Ich muss zugeben, dass ich nach dem ersten Durchblättern etwas skeptisch war. Die Wissenschaft die hinter den Geschichten steckt, war teilweise doch ziemlich anspruchsvoll und dementsprechend hoch hätte ich das Alter der Zielgruppe angesetzt (in etwa ab 8 Jahren). Aber ob so “alte” Kinder noch auf den klassischen Märchenstil stehen, in dem die Geschichten verfasst sind? Das ist doch eher etwas für jüngere Kinder… aber kommen die mit dem komplexen Hintergrund der Handlung klar?
“Propelli”, aus dem kostenlosen Probekapitel
Der Test am Kind (in meinem Fall 6 Jahre alt) hat dann aber gezeigt, dass das kein Problem ist. Vor allem, weil man die Geschichten auch nicht unbedingt dazu benutzen muss, um den Kindern Naturwissenschaft beizubringen. Geschichten wie “Die Fledermaus Fanny” oder “Prinzessin Viola” kann man auch als ganz normale Märchen auffassen. Aber wenn man (und das Kind) Lust dazu hat, kann man sie wunderbar benutzen um interessante naturwissenschaftliche Phänomene zu erklären – zum Beispiel die Echolotung der Fledermäuse oder die Infrarotstrahlung. Das wird vor allem durch die jedem Kapitel nachgestellten kurzen Erklärungen der wissenschaftlichen Schlüsselkonzepte die in der Geschichte eine Rolle gespielt haben erleichtert. Andere Geschichte, wie “Propelli lernt fliegen” oder “Die kleine Sonne auf großer Fahrt” haben die Wissenschaft direkt in der Story inkludiert – aber wenn man möchte gibt es auch hier noch jede Menge Möglichkeiten, beim Vorlesen ins Detail zu gehen und alles vom Urknall über die kosmologische Rotverschiebung bis hin zu Supernovae zu erklären.

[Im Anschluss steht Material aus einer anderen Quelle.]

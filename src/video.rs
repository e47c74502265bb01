//! Wallpaper classification and video frame extraction.
//!
//! Video and animated wallpapers cannot be used as an SDDM background
//! directly; the first frame is extracted to a still PNG with ffmpeg and
//! that frame is copied instead.

use anyhow::{bail, Context, Result};
use std::path::Path;
use std::process::Command;

use crate::constants::{FFMPEG_TIMEOUT, VIDEO_EXTENSIONS};
use crate::privileged::run_checked;

/// Returns true when the path's extension marks a video/animated wallpaper.
pub fn is_video(path: &Path) -> bool {
    path.extension()
        .and_then(|ext| ext.to_str())
        .is_some_and(|ext| {
            let ext = ext.to_ascii_lowercase();
            VIDEO_EXTENSIONS.contains(&ext.as_str())
        })
}

/// Produces a still image from the first frame of a video wallpaper.
pub trait FrameExtractor {
    /// Writes the first frame of `video` to `dest` as a PNG.
    fn extract_first_frame(&self, video: &Path, dest: &Path) -> Result<()>;
}

/// Production extractor backed by the system ffmpeg.
#[derive(Debug, Default)]
pub struct FfmpegExtractor;

impl FrameExtractor for FfmpegExtractor {
    fn extract_first_frame(&self, video: &Path, dest: &Path) -> Result<()> {
        which::which("ffmpeg").context("ffmpeg not found in PATH")?;

        let mut cmd = Command::new("ffmpeg");
        cmd.arg("-y")
            .arg("-i")
            .arg(video)
            .args(["-vframes", "1", "-update", "1", "-f", "image2"])
            .arg(dest);
        run_checked(cmd, None, FFMPEG_TIMEOUT)?;

        if !dest.is_file() {
            bail!("ffmpeg reported success but produced no frame");
        }
        Ok(())
    }
}

#[cfg(test)]
mod tests {
    use super::*;
    use std::path::PathBuf;

    #[test]
    fn test_is_video_known_extensions() {
        for ext in ["mp4", "mkv", "webm", "avi", "mov", "gif", "webp"] {
            let path = PathBuf::from(format!("/walls/clip.{ext}"));
            assert!(is_video(&path), "{ext} should classify as video");
        }
    }

    #[test]
    fn test_is_video_case_insensitive() {
        assert!(is_video(Path::new("/walls/CLIP.MP4")));
        assert!(is_video(Path::new("/walls/clip.WebM")));
    }

    #[test]
    fn test_is_video_still_images() {
        assert!(!is_video(Path::new("/walls/wall.png")));
        assert!(!is_video(Path::new("/walls/wall.jpg")));
        assert!(!is_video(Path::new("/walls/wall.jpeg")));
    }

    #[test]
    fn test_is_video_no_extension() {
        assert!(!is_video(Path::new("/walls/wall")));
        assert!(!is_video(Path::new("/walls/.hidden")));
    }

    #[test]
    fn test_is_video_only_last_extension_counts() {
        assert!(is_video(Path::new("/walls/wall.png.mp4")));
        assert!(!is_video(Path::new("/walls/wall.mp4.png")));
    }
}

Das Buch ist auch nicht nur für den “Privatgebrauch” sondern auch für den Einsatz in Kindergärten oder Grundschulen gedacht. Dazu gibt es am Ende des Buches noch ein Extrakapitel von Herbert Österreicher (kinderfreiland.de). Mit dem Buch bekommt man übrigens auch ein Passwort, mit dem dann ein paar Anleitungen für eigene Experimente runtergeladen werden können.
Wie ich schon sagte: anfangs war ich noch skeptisch (das mag vielleicht auch daran liegen, dass ich allgemein eher wenig für Märchen übrig habe). Aber je mehr ich mich mit dem Buch beschäftigt habe – und vor allem nachdem ich gesehen habe, wie das Buch bei der Zielgruppe ankommt – desto mehr gefällt es mir. Einerseits sind es wirklich “nur” Märchen – aber in modernem Gewand; ohne die mystische (und oft auch ziemlich brutale) Aufmachung der klassischen Märchen. In dieser Form sind die Geschichten wunderbar zum Vorlesen geeignet und Kinder aller Altersstufen werden Spaß darin haben. Aber so wie auch die Geschichte aus dem Vorgängerbuch, Die Reise der kleinen Sonne, regen diese Märchen die wissenschaftliche Neugier der Kinder an und laden mit jeder Zeile dazu ein, die verschiedensten naturwissenschaftlichen Konzepte und Phänomen zu diskutieren. Und da ja vielleicht nicht alle Eltern Physiker oder Biologen sind die kurzen Erklärungen die jedem Kapitel folgen ein Garant dafür, dass die Fragen der Kinder nicht ohne Antwort bleiben!